■ LISTED RECORDS:
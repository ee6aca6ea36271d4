//! Optional speech capability boundary.
//!
//! Speech is provided by the embedding platform, when it is provided at
//! all. Callers hold an `Option` and hide their speech controls when
//! detection comes back empty; nothing else in the crate depends on it.
//!
//! Contract for implementors: `speak` is fire-and-forget and cancels any
//! utterance still playing; `listen` runs at most one dictation session at
//! a time.

use async_trait::async_trait;
use std::sync::Arc;
use thiserror::Error;

#[derive(Debug, Error)]
pub enum SpeechError {
    #[error("no speech backend is available")]
    Unavailable,

    #[error("a dictation session is already running")]
    Busy,

    #[error("speech backend failed: {0}")]
    Backend(String),
}

#[async_trait]
pub trait SpeechCapability: Send + Sync {
    /// Speak `text` aloud, cancelling any utterance still in progress.
    fn speak(&self, text: &str, voice: Option<&str>);

    /// Capture one dictation session and return the transcript.
    async fn listen(&self) -> Result<String, SpeechError>;

    /// Stop a running dictation session, if any.
    fn stop_listening(&self);
}

/// Platform detection hook. This crate ships no backend of its own; an
/// embedding shell that has one registers it here.
pub struct SpeechBridge;

impl SpeechBridge {
    pub fn detect() -> Option<Arc<dyn SpeechCapability>> {
        None
    }
}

■ EXERCISE OBJECTIVE:
If a line of the listing above holds the string "self", copy it.

■ TASK ANSWER:
    fn speak(&self, text: &str, voice: Option<&str>);
    async fn listen(&self) -> Result<String, SpeechError>;
    fn stop_listening(&self);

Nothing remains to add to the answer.